What the task asks: Verbatim, and with nothing else, reproduce the data below from its first line through the line containing "if debit_ledger_id == credit_ledger_id".

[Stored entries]
╭──
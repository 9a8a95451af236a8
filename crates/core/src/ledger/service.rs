//! Ledger service for posting validation and correction arithmetic.
//!
//! This module provides the core business logic for validating journal
//! entries before they are persisted, and for rescaling the legs of an
//! entry whose amount is edited.

use std::collections::BTreeMap;

use payledger_shared::types::{round_money, to_minor_units};
use rust_decimal::Decimal;
use uuid::Uuid;

use super::error::LedgerError;
use super::types::{JournalLineInput, JournalLines, PostingTotals};

/// Ledger service for journal entry validation.
///
/// This service contains pure business logic with no database dependencies.
pub struct LedgerService;

impl LedgerService {
    /// Validates an entry's amount and legs and returns the resolved lines.
    ///
    /// This function performs all validation steps:
    /// 1. The amount is positive and storable
    /// 2. The two-leg shorthand is expanded
    /// 3. At least 2 lines remain
    /// 4. Every line is either a debit or a credit, never negative
    /// 5. Debits equal credits
    /// 6. The amount equals the total debit
    ///
    /// # Errors
    ///
    /// Returns `LedgerError` if validation fails.
    pub fn resolve_lines(
        amount: Decimal,
        lines: &JournalLines,
    ) -> Result<(Vec<JournalLineInput>, PostingTotals), LedgerError> {
        Self::validate_amount(amount)?;

        let resolved = match lines {
            JournalLines::Pair {
                debit_ledger_id,
                credit_ledger_id,
            } => {
                if debit_ledger_id == credit_ledger_id {
                    return Err(LedgerError::SameLedger(*debit_ledger_id));
                }
                vec![
                    JournalLineInput::debit(*debit_ledger_id, amount),
                    JournalLineInput::credit(*credit_ledger_id, amount),
                ]
            }
            JournalLines::Lines(lines) => lines.clone(),
        };

        if resolved.len() < 2 {
            return Err(LedgerError::InsufficientLines(resolved.len()));
        }

        for line in &resolved {
            Self::validate_line(line)?;
        }

        let totals = Self::calculate_totals(&resolved);
        if !totals.is_balanced {
            return Err(LedgerError::UnbalancedEntry {
                debit: totals.debit,
                credit: totals.credit,
            });
        }
        if totals.debit != amount {
            return Err(LedgerError::AmountMismatch {
                amount,
                debit: totals.debit,
            });
        }

        Ok((resolved, totals))
    }

    /// Checks that an amount is positive and fits in storage.
    ///
    /// # Errors
    ///
    /// Returns `NonPositiveAmount` or `AmountOutOfRange`.
    pub fn validate_amount(amount: Decimal) -> Result<(), LedgerError> {
        if amount <= Decimal::ZERO {
            return Err(LedgerError::NonPositiveAmount(amount));
        }
        if to_minor_units(amount).is_none() {
            return Err(LedgerError::AmountOutOfRange(amount));
        }
        Ok(())
    }

    /// Checks a single line.
    fn validate_line(line: &JournalLineInput) -> Result<(), LedgerError> {
        if line.debit < Decimal::ZERO || line.credit < Decimal::ZERO {
            return Err(LedgerError::NegativeLine(line.ledger_id));
        }
        if line.debit.is_zero() == line.credit.is_zero() {
            return Err(LedgerError::InvalidLine(line.ledger_id));
        }
        if to_minor_units(line.debit.max(line.credit)).is_none() {
            return Err(LedgerError::AmountOutOfRange(line.debit.max(line.credit)));
        }
        Ok(())
    }

    /// Calculates debit and credit totals.
    #[must_use]
    pub fn calculate_totals(lines: &[JournalLineInput]) -> PostingTotals {
        let debit: Decimal = lines.iter().map(|l| l.debit).sum();
        let credit: Decimal = lines.iter().map(|l| l.credit).sum();
        PostingTotals {
            debit,
            credit,
            is_balanced: debit == credit,
        }
    }

    /// Net stored-balance change per ledger, ordered by ledger id.
    ///
    /// Storage applies balance updates in this order.
    #[must_use]
    pub fn net_balance_changes(lines: &[JournalLineInput]) -> BTreeMap<Uuid, Decimal> {
        let mut changes = BTreeMap::new();
        for line in lines {
            *changes.entry(line.ledger_id).or_insert(Decimal::ZERO) += line.balance_delta();
        }
        changes
    }

    /// Changes that undo `lines`, ordered by ledger id.
    #[must_use]
    pub fn reversal_changes(lines: &[JournalLineInput]) -> BTreeMap<Uuid, Decimal> {
        let mut changes = Self::net_balance_changes(lines);
        for change in changes.values_mut() {
            *change = -*change;
        }
        changes
    }

    /// Rescales every leg of an entry from `old_amount` to `new_amount`.
    ///
    /// Each leg becomes `leg * new / old` rounded to cents. Rounding
    /// residue on each side is moved onto that side's largest leg so the
    /// result still balances and the debit side totals the new amount.
    ///
    /// # Errors
    ///
    /// - `UndefinedRescaleRatio` when `old_amount` is zero
    /// - `NonPositiveAmount` / `AmountOutOfRange` for a bad `new_amount`
    /// - `RescaleUnderflow` when a leg would round to zero
    pub fn rescale_lines(
        entry_id: Uuid,
        lines: &[JournalLineInput],
        old_amount: Decimal,
        new_amount: Decimal,
    ) -> Result<Vec<JournalLineInput>, LedgerError> {
        if old_amount.is_zero() {
            return Err(LedgerError::UndefinedRescaleRatio(entry_id));
        }
        Self::validate_amount(new_amount)?;

        let scale = |value: Decimal| -> Result<Decimal, LedgerError> {
            value
                .checked_mul(new_amount)
                .and_then(|v| v.checked_div(old_amount))
                .map(round_money)
                .ok_or(LedgerError::AmountOutOfRange(value))
        };

        let mut scaled = lines
            .iter()
            .map(|line| {
                Ok(JournalLineInput {
                    ledger_id: line.ledger_id,
                    debit: scale(line.debit)?,
                    credit: scale(line.credit)?,
                })
            })
            .collect::<Result<Vec<_>, LedgerError>>()?;

        let old_totals = Self::calculate_totals(lines);
        let target = scale(old_totals.debit)?;

        Self::absorb_residue(&mut scaled, target, Side::Debit);
        Self::absorb_residue(&mut scaled, target, Side::Credit);

        if scaled
            .iter()
            .any(|l| l.debit <= Decimal::ZERO && l.credit <= Decimal::ZERO)
        {
            return Err(LedgerError::RescaleUnderflow(entry_id));
        }

        Ok(scaled)
    }

    /// Adds `target - Σside` to the largest leg on one side.
    fn absorb_residue(lines: &mut [JournalLineInput], target: Decimal, side: Side) {
        let total: Decimal = lines.iter().map(|l| side.amount(l)).sum();
        let residue = target - total;
        if residue.is_zero() {
            return;
        }
        let largest = lines
            .iter_mut()
            .filter(|l| side.amount(l) > Decimal::ZERO)
            .reduce(|best, l| if side.amount(l) > side.amount(best) { l } else { best });
        if let Some(line) = largest {
            *side.amount_mut(line) += residue;
        }
    }
}

/// One side of a journal line.
#[derive(Clone, Copy)]
enum Side {
    Debit,
    Credit,
}

impl Side {
    fn amount(self, line: &JournalLineInput) -> Decimal {
        match self {
            Self::Debit => line.debit,
            Self::Credit => line.credit,
        }
    }

    fn amount_mut(self, line: &mut JournalLineInput) -> &mut Decimal {
        match self {
            Self::Debit => &mut line.debit,
            Self::Credit => &mut line.credit,
        }
    }
}

#[cfg(test)]
mod tests {
    use super::*;
    use rust_decimal_macros::dec;

    fn ids() -> (Uuid, Uuid, Uuid, Uuid) {
        (Uuid::new_v4(), Uuid::new_v4(), Uuid::new_v4(), Uuid::new_v4())
    }

    #[test]
    fn test_pair_expands_to_debit_and_credit() {
        let (expense, bank, _, _) = ids();
        let (lines, totals) = LedgerService::resolve_lines(
            dec!(500),
            &JournalLines::Pair {
                debit_ledger_id: expense,
                credit_ledger_id: bank,
            },
        )
        .unwrap();

        assert_eq!(lines.len(), 2);
        assert_eq!(lines[0], JournalLineInput::debit(expense, dec!(500)));
        assert_eq!(lines[1], JournalLineInput::credit(bank, dec!(500)));
        assert!(totals.is_balanced);
    }

    #[test]
    fn test_pair_rejects_same_ledger() {
        let (a, _, _, _) = ids();
        let result = LedgerService::resolve_lines(
            dec!(10),
            &JournalLines::Pair {
                debit_ledger_id: a,
                credit_ledger_id: a,
            },
        );
        assert!(matches!(result, Err(LedgerError::SameLedger(id)) if id == a));
    }

    #[test]
    fn test_rejects_single_line() {
        let (a, _, _, _) = ids();
        let result = LedgerService::resolve_lines(
            dec!(10),
            &JournalLines::Lines(vec![JournalLineInput::debit(a, dec!(10))]),
        );
        assert!(matches!(result, Err(LedgerError::InsufficientLines(1))));
    }

    #[test]
    fn test_rejects_non_positive_amount() {
        let (a, b, _, _) = ids();
        let pair = JournalLines::Pair {
            debit_ledger_id: a,
            credit_ledger_id: b,
        };
        assert!(matches!(
            LedgerService::resolve_lines(Decimal::ZERO, &pair),
            Err(LedgerError::NonPositiveAmount(_))
        ));
        assert!(matches!(
            LedgerService::resolve_lines(dec!(-5), &pair),
            Err(LedgerError::NonPositiveAmount(_))
        ));
    }

    #[test]
    fn test_rejects_line_with_both_sides() {
        let (a, b, _, _) = ids();
        let lines = JournalLines::Lines(vec![
            JournalLineInput {
                ledger_id: a,
                debit: dec!(10),
                credit: dec!(10),
            },
            JournalLineInput::credit(b, dec!(10)),
        ]);
        assert!(matches!(
            LedgerService::resolve_lines(dec!(10), &lines),
            Err(LedgerError::InvalidLine(id)) if id == a
        ));
    }

    #[test]
    fn test_rejects_negative_line() {
        let (a, b, _, _) = ids();
        let lines = JournalLines::Lines(vec![
            JournalLineInput::debit(a, dec!(-10)),
            JournalLineInput::credit(b, dec!(10)),
        ]);
        assert!(matches!(
            LedgerService::resolve_lines(dec!(10), &lines),
            Err(LedgerError::NegativeLine(id)) if id == a
        ));
    }

    #[test]
    fn test_rejects_unbalanced_lines() {
        let (a, b, _, _) = ids();
        let lines = JournalLines::Lines(vec![
            JournalLineInput::debit(a, dec!(100)),
            JournalLineInput::credit(b, dec!(90)),
        ]);
        assert!(matches!(
            LedgerService::resolve_lines(dec!(100), &lines),
            Err(LedgerError::UnbalancedEntry { .. })
        ));
    }

    #[test]
    fn test_rejects_amount_mismatch() {
        let (a, b, _, _) = ids();
        let lines = JournalLines::Lines(vec![
            JournalLineInput::debit(a, dec!(100)),
            JournalLineInput::credit(b, dec!(100)),
        ]);
        assert!(matches!(
            LedgerService::resolve_lines(dec!(90), &lines),
            Err(LedgerError::AmountMismatch { .. })
        ));
    }

    #[test]
    fn test_accepts_multi_leg_entry() {
        let (expense, staff_a, staff_b, advance) = ids();
        let lines = JournalLines::Lines(vec![
            JournalLineInput::debit(expense, dec!(2700)),
            JournalLineInput::credit(staff_a, dec!(1000)),
            JournalLineInput::credit(staff_b, dec!(1500)),
            JournalLineInput::credit(advance, dec!(200)),
        ]);
        let (resolved, totals) = LedgerService::resolve_lines(dec!(2700), &lines).unwrap();
        assert_eq!(resolved.len(), 4);
        assert_eq!(totals.debit, dec!(2700));
        assert_eq!(totals.credit, dec!(2700));
    }

    #[test]
    fn test_net_balance_changes_merge_same_ledger() {
        let (a, b, _, _) = ids();
        let lines = [
            JournalLineInput::debit(a, dec!(100)),
            JournalLineInput::debit(a, dec!(50)),
            JournalLineInput::credit(b, dec!(150)),
        ];
        let changes = LedgerService::net_balance_changes(&lines);
        assert_eq!(changes[&a], dec!(150));
        assert_eq!(changes[&b], dec!(-150));

        let reversal = LedgerService::reversal_changes(&lines);
        assert_eq!(reversal[&a], dec!(-150));
        assert_eq!(reversal[&b], dec!(150));
    }

    #[test]
    fn test_rescale_two_legs() {
        let (expense, bank, _, _) = ids();
        let lines = [
            JournalLineInput::debit(expense, dec!(500)),
            JournalLineInput::credit(bank, dec!(500)),
        ];
        let scaled =
            LedgerService::rescale_lines(Uuid::nil(), &lines, dec!(500), dec!(750)).unwrap();
        assert_eq!(scaled[0], JournalLineInput::debit(expense, dec!(750)));
        assert_eq!(scaled[1], JournalLineInput::credit(bank, dec!(750)));
    }

    #[test]
    fn test_rescale_absorbs_rounding_residue() {
        let (expense, a, b, c) = ids();
        let lines = [
            JournalLineInput::debit(expense, dec!(300)),
            JournalLineInput::credit(a, dec!(100)),
            JournalLineInput::credit(b, dec!(100)),
            JournalLineInput::credit(c, dec!(100)),
        ];
        let scaled =
            LedgerService::rescale_lines(Uuid::nil(), &lines, dec!(300), dec!(100)).unwrap();
        let totals = LedgerService::calculate_totals(&scaled);
        assert!(totals.is_balanced);
        assert_eq!(totals.debit, dec!(100));
        let credits: Vec<Decimal> = scaled[1..].iter().map(|l| l.credit).collect();
        assert_eq!(credits, vec![dec!(33.34), dec!(33.33), dec!(33.33)]);
    }

    #[test]
    fn test_rescale_rejects_zero_old_amount() {
        let (a, b, _, _) = ids();
        let entry = Uuid::new_v4();
        let lines = [
            JournalLineInput::debit(a, dec!(1)),
            JournalLineInput::credit(b, dec!(1)),
        ];
        assert!(matches!(
            LedgerService::rescale_lines(entry, &lines, Decimal::ZERO, dec!(10)),
            Err(LedgerError::UndefinedRescaleRatio(id)) if id == entry
        ));
    }

    #[test]
    fn test_rescale_rejects_non_positive_new_amount() {
        let (a, b, _, _) = ids();
        let lines = [
            JournalLineInput::debit(a, dec!(1)),
            JournalLineInput::credit(b, dec!(1)),
        ];
        assert!(matches!(
            LedgerService::rescale_lines(Uuid::nil(), &lines, dec!(1), Decimal::ZERO),
            Err(LedgerError::NonPositiveAmount(_))
        ));
    }

    #[test]
    fn test_rescale_underflow() {
        let (a, b, c, _) = ids();
        let lines = [
            JournalLineInput::debit(a, dec!(1000)),
            JournalLineInput::credit(b, dec!(999.99)),
            JournalLineInput::credit(c, dec!(0.01)),
        ];
        assert!(matches!(
            LedgerService::rescale_lines(Uuid::nil(), &lines, dec!(1000), dec!(100)),
            Err(LedgerError::RescaleUnderflow(_))
        ));
    }
}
╰──
Response area:
repository 9a8a95451af236a8
filename crates/core/src/ledger/service.rs
//! Ledger service for posting validation and correction arithmetic.
//!
//! This module provides the core business logic for validating journal
//! entries before they are persisted, and for rescaling the legs of an
//! entry whose amount is edited.

use std::collections::BTreeMap;

use payledger_shared::types::{round_money, to_minor_units};
use rust_decimal::Decimal;
use uuid::Uuid;

use super::error::LedgerError;
use super::types::{JournalLineInput, JournalLines, PostingTotals};

/// Ledger service for journal entry validation.
///
/// This service contains pure business logic with no database dependencies.
pub struct LedgerService;

impl LedgerService {
    /// Validates an entry's amount and legs and returns the resolved lines.
    ///
    /// This function performs all validation steps:
    /// 1. The amount is positive and storable
    /// 2. The two-leg shorthand is expanded
    /// 3. At least 2 lines remain
    /// 4. Every line is either a debit or a credit, never negative
    /// 5. Debits equal credits
    /// 6. The amount equals the total debit
    ///
    /// # Errors
    ///
    /// Returns `LedgerError` if validation fails.
    pub fn resolve_lines(
        amount: Decimal,
        lines: &JournalLines,
    ) -> Result<(Vec<JournalLineInput>, PostingTotals), LedgerError> {
        Self::validate_amount(amount)?;

        let resolved = match lines {
            JournalLines::Pair {
                debit_ledger_id,
                credit_ledger_id,
            } => {
                if debit_ledger_id == credit_ledger_id {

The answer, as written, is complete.